Every actor must implement the Actor trait. The actor trait is one method perform() that is invoked by an ActorRunner. When invoked, the actor must perform exactly one operation and return its result to the runner. An actor must stores all the connections necessary to perform operations.

pub trait Actor: Sync + Send + 'static {
    // ActorRunner invokes this function, instructing the actor
    // to perform exactly one operation and return result.
    async fn perform(&mut self) -> Result<(), ActorError>;
}

An actor can indicate the following with the return result:

Ok(()): Operation succeeded and is added to the global operation count.
Err(ActorError::DoNotCount): The operation must not be counted towards the global operation count.
Err(ActorError::ResetEnvironment): The environment must be reset and the operation must not be counted towards the global operation count.

When an actor encounters an unexpected error, it should panic, thus stopping the test.

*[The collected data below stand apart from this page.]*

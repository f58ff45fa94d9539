//! Shape generation for 2D primitives

use glam::Vec2;
use std::f32::consts::PI;

use super::vertex::Vertex;

/// Generate vertices for a filled axis-aligned rectangle
pub fn rect(min: Vec2, size: Vec2, color: [f32; 4]) -> Vec<Vertex> {
    let max = min + size;
    vec![
        Vertex::new(min.x, min.y, color),
        Vertex::new(max.x, min.y, color),
        Vertex::new(min.x, max.y, color),
        Vertex::new(min.x, max.y, color),
        Vertex::new(max.x, min.y, color),
        Vertex::new(max.x, max.y, color),
    ]
}

/// Generate vertices for a rectangle outline of the given stroke width
///
/// The stroke is centered on the rectangle edge.
pub fn rect_outline(min: Vec2, size: Vec2, stroke: f32, color: [f32; 4]) -> Vec<Vertex> {
    let half = stroke / 2.0;
    let outer_min = min - Vec2::splat(half);
    let outer_size = size + Vec2::splat(stroke);

    let mut vertices = Vec::with_capacity(24);
    // Top and bottom bars span the full outer width
    vertices.extend(rect(outer_min, Vec2::new(outer_size.x, stroke), color));
    vertices.extend(rect(
        Vec2::new(outer_min.x, min.y + size.y - half),
        Vec2::new(outer_size.x, stroke),
        color,
    ));
    // Side bars fill the gap between them
    let side_h = size.y - stroke;
    if side_h > 0.0 {
        vertices.extend(rect(
            Vec2::new(outer_min.x, min.y + half),
            Vec2::new(stroke, side_h),
            color,
        ));
        vertices.extend(rect(
            Vec2::new(min.x + size.x - half, min.y + half),
            Vec2::new(stroke, side_h),
            color,
        ));
    }
    vertices
}

/// Generate vertices for a filled circle
pub fn circle(center: Vec2, radius: f32, color: [f32; 4], segments: u32) -> Vec<Vertex> {
    let mut vertices = Vec::with_capacity((segments * 3) as usize);

    for i in 0..segments {
        let theta1 = (i as f32 / segments as f32) * 2.0 * PI;
        let theta2 = ((i + 1) as f32 / segments as f32) * 2.0 * PI;

        // Triangle from center to edge
        vertices.push(Vertex::new(center.x, center.y, color));
        vertices.push(Vertex::new(
            center.x + radius * theta1.cos(),
            center.y + radius * theta1.sin(),
            color,
        ));
        vertices.push(Vertex::new(
            center.x + radius * theta2.cos(),
            center.y + radius * theta2.sin(),
            color,
        ));
    }

    vertices
}

/// Generate vertices for a ring (hollow circle)
pub fn ring(
    center: Vec2,
    inner_radius: f32,
    outer_radius: f32,
    color: [f32; 4],
    segments: u32,
) -> Vec<Vertex> {
    let mut vertices = Vec::with_capacity((segments * 6) as usize);

    for i in 0..segments {
        let theta1 = (i as f32 / segments as f32) * 2.0 * PI;
        let theta2 = ((i + 1) as f32 / segments as f32) * 2.0 * PI;

        let dir1 = Vec2::new(theta1.cos(), theta1.sin());
        let dir2 = Vec2::new(theta2.cos(), theta2.sin());
        let inner1 = center + dir1 * inner_radius;
        let outer1 = center + dir1 * outer_radius;
        let inner2 = center + dir2 * inner_radius;
        let outer2 = center + dir2 * outer_radius;

        // Two triangles per segment
        vertices.push(Vertex::new(inner1.x, inner1.y, color));
        vertices.push(Vertex::new(outer1.x, outer1.y, color));
        vertices.push(Vertex::new(inner2.x, inner2.y, color));

        vertices.push(Vertex::new(inner2.x, inner2.y, color));
        vertices.push(Vertex::new(outer1.x, outer1.y, color));
        vertices.push(Vertex::new(outer2.x, outer2.y, color));
    }

    vertices
}

#[cfg(test)]
mod tests {
    use super::*;

    #[test]
    fn test_rect_is_two_triangles() {
        let v = rect(Vec2::new(1.0, 2.0), Vec2::new(3.0, 4.0), [1.0; 4]);
        assert_eq!(v.len(), 6);
        assert_eq!(v[0].position, [1.0, 2.0]);
        assert_eq!(v[5].position, [4.0, 6.0]);
    }

    #[test]
    fn test_outline_has_four_bars() {
        let v = rect_outline(Vec2::ZERO, Vec2::new(60.0, 12.0), 2.0, [1.0; 4]);
        assert_eq!(v.len(), 24);
    }

    #[test]
    fn test_circle_vertices_on_radius() {
        let center = Vec2::new(10.0, 10.0);
        let v = circle(center, 5.0, [1.0; 4], 12);
        assert_eq!(v.len(), 36);
        let edge = Vec2::from(v[1].position);
        assert!(((edge - center).length() - 5.0).abs() < 1e-4);
    }
}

Since actors are operating on the same environment, it is possible that their operations will collide. For example, for a filesystem stress test, actors may operate on the same set of files. If such collisions are desirable, you must setup actors to handle such collisions gracefully. If not, the actor should panic, causing the test to stop.

An actor can intentionally break the system-under-test, requiring the environment to be reset. For example, for a filesystem stress test, an actor can randomly sever the connection between the filesystem and the underlying block device. In this example, other actors should request a new environment with ActorError::ResetEnvironment, and the environment will re-establish connections for all of the actors.

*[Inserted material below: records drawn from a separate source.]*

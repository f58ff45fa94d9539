//! High score leaderboard
//!
//! Lives for the process only; nothing is written to disk.

/// Maximum number of high scores to keep
pub const MAX_HIGH_SCORES: usize = 10;

/// A single high score entry
#[derive(Debug, Clone, PartialEq)]
pub struct HighScoreEntry {
    /// Final score
    pub score: u64,
    /// Ticks survived
    pub ticks: u64,
}

/// High score leaderboard, sorted descending by score
#[derive(Debug, Clone, Default)]
pub struct HighScores {
    pub entries: Vec<HighScoreEntry>,
}

impl HighScores {
    /// Create empty leaderboard
    pub fn new() -> Self {
        Self {
            entries: Vec::new(),
        }
    }

    /// Check if a score qualifies for the leaderboard
    pub fn qualifies(&self, score: u64) -> bool {
        if score == 0 {
            return false;
        }
        if self.entries.len() < MAX_HIGH_SCORES {
            return true;
        }
        // Check if score beats the lowest entry
        self.entries.last().map(|e| score > e.score).unwrap_or(true)
    }

    /// Add a new score to the leaderboard (if it qualifies)
    /// Returns the rank achieved (1-indexed) or None if didn't qualify
    pub fn add_score(&mut self, score: u64, ticks: u64) -> Option<usize> {
        if !self.qualifies(score) {
            return None;
        }

        let entry = HighScoreEntry { score, ticks };

        // Find insertion point (sorted descending by score)
        let pos = self.entries.iter().position(|e| score > e.score);
        let rank = match pos {
            Some(i) => {
                self.entries.insert(i, entry);
                i + 1
            }
            None => {
                self.entries.push(entry);
                self.entries.len()
            }
        };

        self.entries.truncate(MAX_HIGH_SCORES);

        Some(rank)
    }

    pub fn is_empty(&self) -> bool {
        self.entries.is_empty()
    }

    /// Get the top score (if any)
    pub fn top_score(&self) -> Option<u64> {
        self.entries.first().map(|e| e.score)
    }
}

Note: The mutable connections of the actor should be marked public, so that the environment can update them during reset.

pub struct FilesystemActor {
    /// Store a connection to the root of filesystem here
    pub root_directory: Directory
    ...
}

impl FilesystemActor {
    pub fn new(root_directory: Directory) -> Self {
        ...
    }
}

#[async_trait]
impl Actor for FilesystemActor {
    async pub fn perform(&mut self) -> Result<(), ActorError> {
        // Choose exactly one operation to do on the filesystem
        // using the root_directory
        self.root_directory.delete_all_files();
    }
}

Write an Environment

The environment provides the basic configuration for the stress test - the exit criteria, the actors and a reset method.

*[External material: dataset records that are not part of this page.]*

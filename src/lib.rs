//! Sky Hopper - A vertical platform-hopping arcade game
//!
//! Core modules:
//! - `sim`: Deterministic simulation (physics, scrolling, spawning, collisions)
//! - `game`: Frame driver and start/running/over state machine
//! - `renderer`: Draw-command rendering into colored vertex lists
//! - `platform`: Input abstraction (keyboard + touch)
//! - `tuning`: Data-driven game balance

pub mod game;
pub mod highscores;
pub mod platform;
pub mod renderer;
pub mod settings;
pub mod sim;
pub mod skins;
pub mod tuning;

pub use game::{Game, StatusSink};
pub use highscores::HighScores;
pub use settings::Settings;
pub use skins::{Skin, SkinId};
pub use tuning::Tuning;

use glam::Vec2;

/// Game configuration constants (defaults for [`Tuning`])
pub mod consts {
    /// Visible area dimensions
    pub const CANVAS_WIDTH: f32 = 400.0;
    pub const CANVAS_HEIGHT: f32 = 600.0;

    /// Player defaults
    pub const PLAYER_WIDTH: f32 = 40.0;
    pub const PLAYER_HEIGHT: f32 = 40.0;
    pub const GRAVITY: f32 = 0.4;
    /// Bounce impulse (negative = upward)
    pub const JUMP_POWER: f32 = -12.0;
    pub const MOVE_SPEED: f32 = 5.0;
    /// Ceiling clamp for the player's y position
    pub const MAX_HEIGHT: f32 = 100.0;
    /// Player spawns this far above the bottom edge
    pub const PLAYER_START_OFFSET: f32 = 150.0;
    /// Fraction of the visible height above which a rising player scrolls the world
    pub const SCROLL_BAND: f32 = 0.6;

    /// Platform defaults
    pub const PLATFORM_WIDTH: f32 = 60.0;
    pub const PLATFORM_HEIGHT: f32 = 12.0;
    pub const PLATFORM_SPACING_MIN: f32 = 70.0;
    pub const PLATFORM_SPACING_VARIANCE: f32 = 30.0;
    pub const INITIAL_PLATFORMS: u32 = 8;
    /// First platform sits this far above the bottom edge
    pub const FIRST_PLATFORM_OFFSET: f32 = 50.0;
    /// Fallback height (above bottom) when no platform exists yet
    pub const FALLBACK_PLATFORM_OFFSET: f32 = 100.0;

    /// Scoring
    pub const POINTS_PER_PLATFORM: u64 = 10;
    pub const INITIAL_LIVES: u32 = 3;

    /// Collectible defaults
    pub const COLLECTIBLE_SIZE: f32 = 25.0;
    pub const COLLECTIBLE_LIFT: f32 = 30.0;
    pub const SHIELD_SPAWN_CHANCE: f32 = 0.1;
    pub const SHIELD_DURATION_MS: u64 = 5000;
    pub const EXTRA_LIFE_SPAWN_CHANCE: f32 = 0.05;

    /// Enemy defaults
    pub const ENEMY_WIDTH: f32 = 35.0;
    pub const ENEMY_HEIGHT: f32 = 35.0;
    pub const ENEMY_MOVE_SPEED: f32 = 2.0;
    pub const ENEMY_SHOOT_INTERVAL_MS: u64 = 2000;
    pub const ENEMY_SPAWN_CHANCE: f32 = 0.15;
    pub const ENEMY_LIFT: f32 = 80.0;
    /// Enemies survive this far below the bottom edge before culling
    pub const ENEMY_CULL_MARGIN: f32 = 100.0;

    /// Projectile defaults
    pub const PROJECTILE_SIZE: f32 = 10.0;
    pub const PROJECTILE_SPEED: f32 = 4.0;
}

/// Axis-aligned rectangle, top-left origin, y down
#[derive(Debug, Clone, Copy, PartialEq)]
pub struct Rect {
    pub min: Vec2,
    pub size: Vec2,
}

impl Rect {
    #[inline]
    pub fn new(min: Vec2, size: Vec2) -> Self {
        Self { min, size }
    }

    #[inline]
    pub fn max(&self) -> Vec2 {
        self.min + self.size
    }

    #[inline]
    pub fn center(&self) -> Vec2 {
        self.min + self.size * 0.5
    }

    /// Strict overlap (touching edges do not count)
    #[inline]
    pub fn overlaps(&self, other: &Rect) -> bool {
        let (a_max, b_max) = (self.max(), other.max());
        a_max.x > other.min.x && self.min.x < b_max.x && a_max.y > other.min.y && self.min.y < b_max.y
    }
}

pub trait Environment: Send + Sync + Debug {
    /// Returns the target number of operations to complete before exiting
    fn target_operations(&self) -> Option<u64>;

    /// Returns the number of seconds to wait before exiting
    fn timeout_seconds(&self) -> Option<u64>;

    /// Return the runners for all the actors
    async fn actor_runners(&mut self) -> Vec<ActorRunner>;

    /// Reset the environment, when an actor requests one
    async fn reset(&mut self);
}

An environment can store additional configuration for the test. You can provide this configuration through the command line with the argh crate.

An actor is shared between a runner and the environment and hence it must be wrapped as an Arc<Mutex<dyn Actor>>. Runners hold the lock while an actor is performing an operation. This means that the environment can only acquire an actor's lock between operations.

An environment is instructed to reset when an actor determines that the current instance of the system-under-test has been broken. The environment is expected to create a new instance for the system-under-test and lock on the actors to update their connections to the new instance.

The environment must also implement the Debug trait. Stress tests log the environment when the test starts and if the test panics. It is common practice to print out parameters that are valuable for reproducing the test, such as the random seed used.

#[derive(Debug)]
pub struct FilesystemEnvironment {
    fs_actor: Arc<Mutex<FilesystemActor>>,
    seed: u64,
    ...
}

impl Environment {
    pub fn new() -> Self {
        ...
    }
}

#[async_trait]
impl Environment for FilesystemEnvironment {
    fn target_operations(&self) -> Option<u64> {
        // By specifying None here, the test will run without an operation limit
        None
    }

    fn timeout_seconds(&self) -> Option<u64> {
        // By specifying None here, the test will run without a time limit
        None
    }

    async fn actor_runners(&mut self) -> Vec<ActorRunner> {
        vec![
            ActorRunner::new(
                "filesystem_actor",  // debug name
                60,  // delay (in seconds) between each operation (0 means no delay)
                self.fs_actor.clone()), // actor
            )
        ]
    }

    async fn reset(&mut self) {
        // If the actor is performing an operation, this will remain
        // locked until the operation is complete.
        let actor = self.fs_actor.lock().await;

        // Now the environment can update the actor before it is run again.
        actor.root_directory = ...;

        // Releasing the lock will resume the runner.
    }
}

Write the main function

The main function of a stress test is straightforward, since most of the logic is implemented in the Environment and Actors. Use the main function to collect command-line arguments (if any), initialize logging and set log severity.

#[fuchsia::main]
async fn main() {
    // Create the environment
    let env = FilesystemEnvironment::new();

    // Run the test.
    // Depending on the exit criteria, this may never return.
    stress_test::run_test(env).await;
}

Running stress tests locally

Since a stress test is a part of a fuchsia_test_package, one of the easiest ways to run it is with the fx test command:

fx test filesystem-stress-tests

Note: The stress test runs with the command line arguments defined in the component's manifest.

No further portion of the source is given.